Passion for metrics was a major theme throughout DOES, which mirrored my observations while working with the metrics team on the DOES forum report.
- Transform with Stealth DevOps
One of my new all-time favorite storytellers, Charles Nelles talked about implementing DevOps from the bottom up and from Ops out. Charles opened with; “this is from the perspective of an old grouchy Ops guy.” This appealed to me because DOES is intended to be a conference for horses and not unicorns.
When asked how his team dealt with management push back, Charles said their stealth DevOps approach and focus on data got them a few wins that showed undeniable improvement. Data was the currency for lowering the “You Ops guys suck” threshold. I adored his dry humor when referencing The Phoenix Project, “We didn’t have a fairy godfather waving a magic wand to help us.”
- Uncertainty is turns out is a shape, not a number
Preparing a talk equals study, study, and study for me. I found myself re-reading The Flaw of Averages, and was so inspired by it that I changed my talk title to include “Uncertainty”. Uncertainty is the essence of variability that flow metrics capture so accurately and that this illustration from the book exemplifies so well.
My talk explained how to use a kanban flow approach to measure the probability of delivering work on time. The Holy Grail is controlling work-in-process queues instead of timelines because queues are a leading indicator of flow time.
- Allow the j-curve to happen
I plan on watching both Michael and Paula’s talks again when the 2015 videos get posted.

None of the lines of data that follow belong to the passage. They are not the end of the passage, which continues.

/// Transcript held between the response and the secret
struct Delivered {
    response: Response,
    positions: Vec<u64>,
    /// Unmasked wrap key per query
    wraps: Zeroizing<Vec<WrapKey>>,
    receipt: Receipt,
}

/// Retained evidence of a secret that failed verification
struct Fraud {
    secret: Secret,
    /// Offending query; `None` when the seed does not open its commitment
    query: Option<usize>,
}

/// One buyer's trade with one seller
pub struct BuyerSession<'c> {
    ctx: &'c CryptoContext,
    bulletin: Bulletin,
    public: PublicParams,
    seller_id: SellerId,
    buyer_id: BuyerId,
    demand: Vec<Range>,
    ranges: Vec<Range>,
    /// Distinct demanded item indices, ascending
    queries: Vec<u64>,
    nego: Negotiator,
    state: BuyerState,
    pending: Option<Pending>,
    delivered: Option<Delivered>,
    plaintexts: Option<Zeroizing<Vec<Vec<u8>>>>,
    fraud: Option<Fraud>,
}
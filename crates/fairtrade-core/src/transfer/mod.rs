//! OT batch transfer engine
//!
//! The seller encrypts every item of `normalize(demand ∪ phantom)` under a
//! per-item block key derived from a fresh release seed and a per-item wrap
//! key. The buyer obtains the wrap keys of its demanded items through 1-of-N
//! OTs, signs a receipt over the delivered transcript, and only then receives
//! the seed that turns wrap keys into block keys.
//!
//! ```text
//! Buyer                                Seller
//!   | -- Request (OT columns) -------->  |
//!   | <------ Response (blocks, wraps) - |
//!   | -- Receipt (signed) ------------>  |
//!   | <------ Secret (seed, signed) ---- |
//! ```

mod buyer;
mod messages;
mod seller;

pub use buyer::{BuyerSession, BuyerState};
pub use messages::*;
pub use seller::{SellerSession, SellerState};

use crate::primitives::{decode_verifying_key, verify_digest};
use crate::{CryptoContext, Error, Result};

/// Session tweak binding one transfer's OT extension to the negotiation
pub(crate) fn transfer_tweak(
    ctx: &CryptoContext,
    nego_secret: &[u8; 32],
    nonce: &[u8; 32],
) -> [u8; 32] {
    ctx.hash(b"transfer-tweak", &[nego_secret, nonce])
}

/// Check the buyer's signature on a receipt against the key it embeds
pub fn verify_receipt_signature(ctx: &CryptoContext, receipt: &Receipt) -> Result<()> {
    let key = decode_verifying_key(&receipt.body.buyer_key)
        .map_err(|e| Error::Protocol(format!("receipt buyer key: {}", e)))?;
    if !verify_digest(&key, &receipt.digest(ctx), &receipt.signature) {
        return Err(Error::Protocol("receipt signature does not verify".into()));
    }
    Ok(())
}

/// Check a secret is bound to `receipt` and signed by the seller key it names
pub fn verify_secret_signature(
    ctx: &CryptoContext,
    receipt: &Receipt,
    secret: &Secret,
) -> Result<()> {
    if secret.receipt_digest != receipt.digest(ctx) {
        return Err(Error::Protocol("secret refers to a different receipt".into()));
    }
    let key = decode_verifying_key(&receipt.body.seller_key)
        .map_err(|e| Error::Protocol(format!("receipt seller key: {}", e)))?;
    if !verify_digest(&key, &secret.digest(ctx), &secret.signature) {
        return Err(Error::Protocol("secret signature does not verify".into()));
    }
    Ok(())
}
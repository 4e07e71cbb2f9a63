//! Curve, cipher and signature helpers used across the protocol

use crate::{CryptoContext, Error, Result};
use aead::{Aead, KeyInit};
use chacha20poly1305::{ChaCha20Poly1305, Key, Nonce};
use hmac::{Hmac, Mac};
use k256::{
    ecdsa::{
        signature::{Signer, Verifier},
        Signature, SigningKey, VerifyingKey,
    },
    elliptic_curve::{
        bigint::U256,
        ops::Reduce,
        sec1::{FromEncodedPoint, ToEncodedPoint},
        Field,
    },
    AffinePoint, ProjectivePoint, Scalar,
};
use rand::rngs::OsRng;
use sha2::Sha256;
use zeroize::Zeroizing;

/// Size of a per-item wrap key
pub const WRAP_KEY_LEN: usize = 16;

/// Per-item wrap key delivered through the OT layer
pub type WrapKey = [u8; WRAP_KEY_LEN];

/// AEAD tag overhead per encrypted item
pub const TAG_LEN: usize = 16;

const BLOCK_NONCE: [u8; 12] = [0u8; 12];

/// Fresh random scalar, returned as its canonical bytes
pub fn random_scalar_bytes() -> Zeroizing<[u8; 32]> {
    let scalar = Scalar::random(&mut OsRng);
    Zeroizing::new(scalar_to_bytes(&scalar))
}

/// Canonical big-endian encoding of a scalar
pub fn scalar_to_bytes(scalar: &Scalar) -> [u8; 32] {
    let mut out = [0u8; 32];
    out.copy_from_slice(&scalar.to_bytes());
    out
}

/// Interpret 32 bytes as a scalar, reducing modulo the group order
pub fn scalar_from_bytes(bytes: &[u8; 32]) -> Scalar {
    <Scalar as Reduce<U256>>::reduce_bytes(&(*bytes).into())
}

/// Compressed SEC1 encoding of a point
pub fn encode_point(point: &ProjectivePoint) -> Vec<u8> {
    point.to_affine().to_encoded_point(true).as_bytes().to_vec()
}

/// Parse a SEC1 point, rejecting the identity
pub fn decode_point(bytes: &[u8]) -> Result<ProjectivePoint> {
    let encoded = k256::EncodedPoint::from_bytes(bytes)
        .map_err(|e| Error::Crypto(format!("invalid point encoding: {}", e)))?;
    let affine_opt = AffinePoint::from_encoded_point(&encoded);
    let affine: AffinePoint = Option::<AffinePoint>::from(affine_opt)
        .ok_or_else(|| Error::Crypto("point is not on the curve".into()))?;
    let point = ProjectivePoint::from(affine);
    if point == ProjectivePoint::IDENTITY {
        return Err(Error::Crypto("identity point".into()));
    }
    Ok(point)
}

/// Public commitment `s·G` to a release seed
pub fn seed_commitment(seed: &[u8; 32]) -> ProjectivePoint {
    ProjectivePoint::GENERATOR * scalar_from_bytes(seed)
}

/// Whether `seed` opens the commitment encoded in `commitment`
pub fn seed_opens(seed: &[u8; 32], commitment: &[u8]) -> bool {
    match decode_point(commitment) {
        Ok(point) => seed_commitment(seed) == point,
        Err(_) => false,
    }
}

/// Leaf digest binding an item's content to its index
pub fn item_leaf(ctx: &CryptoContext, index: u64, item: &[u8]) -> [u8; 32] {
    ctx.hash(b"item-leaf", &[&index.to_le_bytes(), item])
}

/// Commitment to the wrap key of item `index`
pub fn wrap_commitment(ctx: &CryptoContext, index: u64, wrap: &WrapKey) -> [u8; 32] {
    ctx.hash(b"wrap-commitment", &[&index.to_le_bytes(), wrap])
}

/// Per-block AEAD key: HMAC(seed, label ‖ index ‖ wrap)
pub fn block_key(
    ctx: &CryptoContext,
    seed: &[u8; 32],
    index: u64,
    wrap: &WrapKey,
) -> Result<Zeroizing<[u8; 32]>> {
    // the seed is re-encoded canonically so equal scalars give equal keys
    let canonical = Zeroizing::new(scalar_to_bytes(&scalar_from_bytes(seed)));
    let mut mac = <Hmac<Sha256> as Mac>::new_from_slice(canonical.as_slice())
        .map_err(|e| Error::Crypto(e.to_string()))?;
    mac.update(ctx.domain_tag());
    mac.update(b"block-key");
    mac.update(&index.to_le_bytes());
    mac.update(wrap);

    let mut key = Zeroizing::new([0u8; 32]);
    key.copy_from_slice(&mac.finalize().into_bytes());
    Ok(key)
}

/// Encrypt one item under its block key
pub fn seal_block(key: &[u8; 32], item: &[u8]) -> Result<Vec<u8>> {
    let cipher = ChaCha20Poly1305::new(Key::from_slice(key));
    cipher
        .encrypt(Nonce::from_slice(&BLOCK_NONCE), item)
        .map_err(|e| Error::Crypto(format!("block encryption failed: {}", e)))
}

/// Decrypt one block; `None` if authentication fails
pub fn open_block(key: &[u8; 32], ciphertext: &[u8]) -> Option<Vec<u8>> {
    let cipher = ChaCha20Poly1305::new(Key::from_slice(key));
    cipher.decrypt(Nonce::from_slice(&BLOCK_NONCE), ciphertext).ok()
}

/// Compressed encoding of a verifying key
pub fn encode_verifying_key(key: &VerifyingKey) -> Vec<u8> {
    key.to_encoded_point(true).as_bytes().to_vec()
}

/// Parse a verifying key
pub fn decode_verifying_key(bytes: &[u8]) -> Result<VerifyingKey> {
    VerifyingKey::from_sec1_bytes(bytes)
        .map_err(|e| Error::Crypto(format!("invalid verifying key: {}", e)))
}

/// ECDSA signature over a digest
pub fn sign_digest(key: &SigningKey, digest: &[u8; 32]) -> Vec<u8> {
    let signature: Signature = key.sign(digest);
    signature.to_bytes().to_vec()
}

/// Verify an ECDSA signature over a digest
pub fn verify_digest(key: &VerifyingKey, digest: &[u8; 32], signature: &[u8]) -> bool {
    match Signature::from_slice(signature) {
        Ok(signature) => key.verify(digest, &signature).is_ok(),
        Err(_) => false,
    }
}

#[cfg(test)]
mod tests {
    use super::*;
    use crate::ProtocolConfig;

    #[test]
    fn test_point_roundtrip_rejects_identity() {
        let seed = random_scalar_bytes();
        let point = seed_commitment(&seed);
        let encoded = encode_point(&point);
        assert_eq!(encoded.len(), 33);
        assert_eq!(decode_point(&encoded).unwrap(), point);
        assert!(seed_opens(&seed, &encoded));

        assert!(decode_point(&[0u8]).is_err());
        assert!(decode_point(&[2u8; 10]).is_err());
    }

    #[test]
    fn test_block_seal_open() {
        let ctx = CryptoContext::new(ProtocolConfig::default()).unwrap();
        let seed = random_scalar_bytes();
        let wrap = [7u8; WRAP_KEY_LEN];
        let key = block_key(&ctx, &seed, 3, &wrap).unwrap();

        let ciphertext = seal_block(&key, b"item three").unwrap();
        assert_eq!(ciphertext.len(), 10 + TAG_LEN);
        assert_eq!(open_block(&key, &ciphertext).unwrap(), b"item three");

        let other = block_key(&ctx, &seed, 4, &wrap).unwrap();
        assert!(open_block(&other, &ciphertext).is_none());
    }

    #[test]
    fn test_signature() {
        let key = SigningKey::random(&mut OsRng);
        let digest = [9u8; 32];
        let signature = sign_digest(&key, &digest);
        let verifying = decode_verifying_key(&encode_verifying_key(key.verifying_key())).unwrap();

        assert!(verify_digest(&verifying, &digest, &signature));
        assert!(!verify_digest(&verifying, &[8u8; 32], &signature));
        assert!(!verify_digest(&verifying, &digest, &signature[..10]));
    }
}
//! 1-of-N selection from extended 1-of-2 OTs (Naor–Pinkas)
//!
//! Query `q` picks position `σ_q` among `N` positions using `L = ⌈log₂ N⌉`
//! consecutive extended OTs whose choice bits spell out `σ_q`. The pad for
//! position `j` hashes the OT keys selected by the bits of `j`; only the pad
//! at `σ_q` is computable by the receiver.

use super::OtKey;
use crate::primitives::WrapKey;
use crate::CryptoContext;

#[cfg(feature = "multi-thread")]
use rayon::prelude::*;

/// Number of extended OTs per query for `n` positions
pub fn selection_bits(n: u64) -> usize {
    let mut bits = 0;
    while bits < 64 && (1u64 << bits) < n {
        bits += 1;
    }
    bits.max(1)
}

/// Choice bits for `position`, least significant first
pub fn choice_bits(position: u64, bits: usize) -> impl Iterator<Item = bool> {
    (0..bits).map(move |l| (position >> l) & 1 == 1)
}

fn pad<'k>(
    ctx: &CryptoContext,
    query: u64,
    position: u64,
    keys: impl Iterator<Item = &'k OtKey>,
) -> OtKey {
    let query = query.to_le_bytes();
    let position = position.to_le_bytes();
    let mut parts: Vec<&[u8]> = vec![query.as_slice(), position.as_slice()];
    parts.extend(keys.map(|k| k.as_slice()));

    let hash = ctx.hash(b"selection-pad", &parts);
    let mut out = [0u8; 16];
    out.copy_from_slice(&hash[..16]);
    out
}

/// Receiver's pad for its chosen position, from its `bits` chosen keys
pub fn receiver_pad(ctx: &CryptoContext, query: u64, position: u64, keys: &[OtKey]) -> OtKey {
    pad(ctx, query, position, keys.iter())
}

/// Sender's pad for an arbitrary position of `query`
pub fn sender_pad(
    ctx: &CryptoContext,
    query: u64,
    position: u64,
    zeros: &[OtKey],
    ones: &[OtKey],
) -> OtKey {
    let keys = choice_bits(position, zeros.len())
        .zip(zeros.iter().zip(ones))
        .map(|(b, (k0, k1))| if b { k1 } else { k0 });
    pad(ctx, query, position, keys)
}

/// Mask every wrap key once per query.
///
/// Returns `queries × wraps.len()` entries, row-major by query. `zeros` and
/// `ones` hold `queries × bits` extended OT keys.
pub fn mask_wraps(
    ctx: &CryptoContext,
    zeros: &[OtKey],
    ones: &[OtKey],
    queries: usize,
    bits: usize,
    wraps: &[WrapKey],
) -> Vec<WrapKey> {
    let row = |q: usize| -> Vec<WrapKey> {
        let z = &zeros[q * bits..(q + 1) * bits];
        let o = &ones[q * bits..(q + 1) * bits];
        wraps
            .iter()
            .enumerate()
            .map(|(j, wrap)| {
                let pad = sender_pad(ctx, q as u64, j as u64, z, o);
                xor16(wrap, &pad)
            })
            .collect()
    };

    #[cfg(feature = "multi-thread")]
    let rows: Vec<Vec<WrapKey>> = (0..queries).into_par_iter().map(row).collect();
    #[cfg(not(feature = "multi-thread"))]
    let rows: Vec<Vec<WrapKey>> = (0..queries).map(row).collect();

    rows.concat()
}

/// XOR two 16-byte blocks
pub fn xor16(a: &[u8; 16], b: &[u8; 16]) -> [u8; 16] {
    let mut out = [0u8; 16];
    for i in 0..16 {
        out[i] = a[i] ^ b[i];
    }
    out
}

BTW – DOES14 videos are still available if you haven’t gotten a chance to view them.
- The Hallway Track is sometimes the best place to learn
John Willis, Mark Imbriaco, Alan Kraft and Brandon Holcomb were huddled around a round table in what looked liked intriguing conversation, so I joined them and leaned-in. Topics ranged from evil SLA’s to pulling the andon cord.
I got a huge kick from hearing that Alan and Mark have the same repulsive response as I do, to the term “Best Practice”. Much of the knowledge work we do is complicated and/or complex where there really can’t be a best practice until cause and effect known.
- Learn by Observing great speakers
Courtney Kissler embodies the mastery of speaking that I strive for. Her elegant yet friendly stage presence, pitch and speed are inspiring. Add Nordstrom’s evolving journey for content and we can understand why Gene Kim brought her back to the main stage again.
From Value stream mapping to Coaching kata to studying cycle time trends, Courtney’s talk with Jason Josephy delivered significant learning.
- Empirical Evidence Trumps Speculation
Elizabeth Hendrickson’s talk on feedback was music to my ears – for a number of reasons. Yes, she covered feedback in full glory, (anything in our process that prevents change prevents feedback), but she also emphasized two more topics I hold near and dear – decisions and visibility.
I’ve been known to say that making work visible is the first best step to starting a necessary conversation. So, it great to hear Elizabeth validate the need to base decisions on data vs. opinions and confirm that, “Visibility is more important than I ever imagined – Just by making work in our pipelines visible, we had better conversations.”